Formulário de contato

Nome

E-mail *

Mensagem *

sexta-feira, 11 de fevereiro de 2011

Kung Fu para Filósofos




Em uma reportagem de 2005 sobre um templo Shaolin, mosteiro budista na China, conhecido por suas artes marciais, um monge trouxe para discussão uma visão comumente equivocada: "Muitas pessoas têm uma idéia errada de achar que as artes marciais significam apenas lutar e matar". O monge completou, "O Kung Fu, na verdade fala sobre como melhorar sua sabedoria e inteligência." Na verdade, o conceito de Kung Fu (ou gongfu) é conhecido por muitos no Ocidente somente através das artes marciais que são mostradas em filmes como "Enter the Dragon", "Drunken Master" ou, mais recentemente, "Crouching Tiger, Hidden Dragon". No âmbito cinematográfico, por qualificados lutadores acrobáticos como Bruce Lee, Jackie Chan e Jet Li que são vistos como "mestres do Kung Fu."

Mas, como o monge Shaolin salientou, o Kung Fu engloba muito mais do que lutar. Na verdade, qualquer habilidade resultante de prática e muito trabalho pode ser tida como contendo o Kung Fu.
Kung Fu na dança, pintura, culinária, no ato de escrever, atuar, fazer bons julgamentos, lidar com as pessoas, até mesmo no governar.
Durante as dinastias Song e Ming na China, o termo Kung Fu foi amplamente utilizado pelos neo-confucionistas, os taoístas e os budistas como a arte de viver a vida em geral, e todos eles de forma inequívoca falaram sobre seus ensinamentos em diferentes escolas de Kung Fu.

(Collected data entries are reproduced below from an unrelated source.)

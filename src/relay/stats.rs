//! Session Statistics

use std::sync::atomic::{AtomicU64, Ordering};
use std::time::{Duration, Instant};

use serde::{Deserialize, Serialize};
use tracing::info;

use crate::observer::Direction;

/// Live packet counters for one session
#[derive(Debug)]
pub struct SessionStats {
    started: Instant,
    packets_from_client: AtomicU64,
    packets_from_server: AtomicU64,
}

impl SessionStats {
    pub fn new() -> Self {
        Self {
            started: Instant::now(),
            packets_from_client: AtomicU64::new(0),
            packets_from_server: AtomicU64::new(0),
        }
    }

    /// Count one packet forwarded in the given direction
    pub fn record(&self, direction: Direction) {
        match direction {
            Direction::Client => self.packets_from_client.fetch_add(1, Ordering::Relaxed),
            Direction::Server => self.packets_from_server.fetch_add(1, Ordering::Relaxed),
        };
    }

    pub fn packets_from_client(&self) -> u64 {
        self.packets_from_client.load(Ordering::Relaxed)
    }

    pub fn packets_from_server(&self) -> u64 {
        self.packets_from_server.load(Ordering::Relaxed)
    }

    pub fn duration(&self) -> Duration {
        self.started.elapsed()
    }
}

impl Default for SessionStats {
    fn default() -> Self {
        Self::new()
    }
}

/// Final report for a finished session
#[derive(Debug, Clone, Serialize, Deserialize)]
pub struct SessionSummary {
    pub session_id: String,
    pub client: String,
    pub upstream: String,
    pub duration_ms: u64,
    pub packets_from_client: u64,
    pub packets_from_server: u64,
    pub close_reason: Option<String>,
}

impl SessionSummary {
    pub fn log(&self) {
        info!(
            session_id = %self.session_id,
            client = %self.client,
            upstream = %self.upstream,
            duration_ms = self.duration_ms,
            packets_from_client = self.packets_from_client,
            packets_from_server = self.packets_from_server,
            close_reason = self.close_reason.as_deref().unwrap_or("-"),
            "Relay session completed"
        );
    }
}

Essa compreensão ampla do Kung Fu é uma chave (embora não a única), através da qual podemos começar a entender a filosofia tradicional chinesa e os seus pontos de convergência e divergência das tradições filosóficas do Ocidente. Como muitos estudiosos têm apontado, a orientação predominante da filosofia tradicional chinesa é a preocupação sobre como viver a vida, ao invés de descobrir a verdade sobre a realidade.

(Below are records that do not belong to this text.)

//! Graceful Shutdown Handling
//!
//! Process-level termination comes from two places: SIGTERM/SIGINT and a
//! `stop` command typed on the operator console. Either one fires the
//! coordinator exactly once; the main task waits for it, closes the
//! listener and lets the credential guard persist the token on the way out.

use std::fmt;
use std::io::{self, BufRead};
use std::sync::Arc;
use std::thread;

use tokio::signal;
use tokio::sync::watch;
use tokio::task::JoinHandle;
use tracing::{debug, error, info, warn};

use crate::Result;

/// What asked the process to stop
#[derive(Debug, Clone, Copy, PartialEq, Eq)]
pub enum ShutdownReason {
    Signal(&'static str),
    StopCommand,
}

impl fmt::Display for ShutdownReason {
    fn fmt(&self, f: &mut fmt::Formatter<'_>) -> fmt::Result {
        match self {
            ShutdownReason::Signal(name) => write!(f, "{} received", name),
            ShutdownReason::StopCommand => f.write_str("stop command"),
        }
    }
}

/// Shutdown coordinator that fires once and can be awaited from anywhere
pub struct ShutdownCoordinator {
    reason: watch::Sender<Option<ShutdownReason>>,
}

impl ShutdownCoordinator {
    pub fn new() -> Self {
        let (reason, _) = watch::channel(None);
        Self { reason }
    }

    /// Request shutdown. Returns false if shutdown was already requested.
    pub fn trigger(&self, reason: ShutdownReason) -> bool {
        let fired = self.reason.send_if_modified(|current| {
            if current.is_some() {
                return false;
            }
            *current = Some(reason);
            true
        });
        if fired {
            info!("Shutdown requested: {}", reason);
        } else {
            debug!("Ignoring repeated shutdown request: {}", reason);
        }
        fired
    }

    /// Reason shutdown was requested, if it has been
    pub fn reason(&self) -> Option<ShutdownReason> {
        *self.reason.borrow()
    }

    /// Wait until shutdown is requested
    pub async fn wait(&self) -> ShutdownReason {
        let mut rx = self.reason.subscribe();
        loop {
            if let Some(reason) = *rx.borrow_and_update() {
                return reason;
            }
            if rx.changed().await.is_err() {
                // Unreachable while `self` holds the sender
                return ShutdownReason::Signal("channel closed");
            }
        }
    }

    /// Start listening for shutdown signals (SIGTERM, SIGINT)
    pub async fn listen_for_signals(&self) -> Result<()> {
        info!("Starting shutdown signal listener");

        #[cfg(unix)]
        {
            let mut sigterm = signal::unix::signal(signal::unix::SignalKind::terminate())?;
            let mut sigint = signal::unix::signal(signal::unix::SignalKind::interrupt())?;

            tokio::select! {
                _ = sigterm.recv() => {
                    self.trigger(ShutdownReason::Signal("SIGTERM"));
                }
                _ = sigint.recv() => {
                    self.trigger(ShutdownReason::Signal("SIGINT"));
                }
            }
        }

        #[cfg(windows)]
        {
            signal::ctrl_c().await?;
            self.trigger(ShutdownReason::Signal("Ctrl+C"));
        }

        Ok(())
    }

    /// Run `listen_for_signals` in a background task
    pub fn spawn_signal_listener(self: &Arc<Self>) -> JoinHandle<()> {
        let coordinator = Arc::clone(self);
        tokio::spawn(async move {
            if let Err(e) = coordinator.listen_for_signals().await {
                error!("Error setting up signal handlers: {}", e);
            }
        })
    }

    /// Read operator commands line by line; `stop` requests shutdown.
    /// End of input stops listening without shutting down.
    ///
    /// Runs on its own thread: a console read blocks until a line arrives
    /// and must not keep the runtime alive once shutdown has begun.
    pub fn spawn_command_listener<R>(
        self: &Arc<Self>,
        input: R,
    ) -> io::Result<thread::JoinHandle<()>>
    where
        R: BufRead + Send + 'static,
    {
        let coordinator = Arc::clone(self);
        thread::Builder::new()
            .name("console-commands".to_string())
            .spawn(move || {
                for line in input.lines() {
                    match line {
                        Ok(line) => match line.trim() {
                            "stop" => {
                                coordinator.trigger(ShutdownReason::StopCommand);
                                return;
                            }
                            "" => {}
                            other => warn!("Unknown command: {} (type 'stop' to exit)", other),
                        },
                        Err(e) => {
                            warn!("Failed to read console command: {}", e);
                            return;
                        }
                    }
                }
                debug!("Console input closed, no longer reading commands");
            })
    }
}

impl Default for ShutdownCoordinator {
    fn default() -> Self {
        Self::new()
    }
}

Zhuangzi, no século 4 A.C., fez o seguinte questionamento: era ele, Zhuangzi, que sonhara seruma borboleta ou era uma borboleta sonhando que era Zhuangzi? Esse pensamento precedeu em alguns milhares de anos a realidade virtual e o filme "The Matrix". Essa colocação foi tanto uma inspiração de Kung Fu como uma consulta epistemológica. Em vez de levar a uma busca de certezas e verdades, como o sonho de Descartes fez, Zhuangzi chegou à conclusão de que ele tinha percebido "a transformação das coisas", indicando que as pessoas deveriam seguir suas vidas através destas transformações, ao invés de tentar buscar sempre a verdade sobre o que é real.
Quando analisamos o que Confúcio disse sobre a "retificação de nomes" - é preciso usar as palavras apropriadamente - entendemos ser mais um método Kung Fu para garantir a ordem sociopolítica do que uma tentativa de captar a essência das coisas, como "nomes". Ou seja, seriam espaços reservados para as expectativas de como o portador dos nomes deve se comportar e ser tratado. Isso aponta para uma percepção do que J.L. Austin chama a função "performativa" da linguagem. Da mesma forma, os pontos de vista de Mêncios e de seu predecessor Xunzi sobre a natureza humana são mais recomendações de como se deve ver a si mesmo para se tornar uma pessoa melhor do que afirmações metafísicas sobre se os humanos são, por natureza, bons ou ruins. Apesar das afirmações de cada homem sobre a natureza humana serem incompatíveis umas com as outras, elas podem continuar a funcionar dentro da tradição confuciana como formas alternativas de cultivo de si.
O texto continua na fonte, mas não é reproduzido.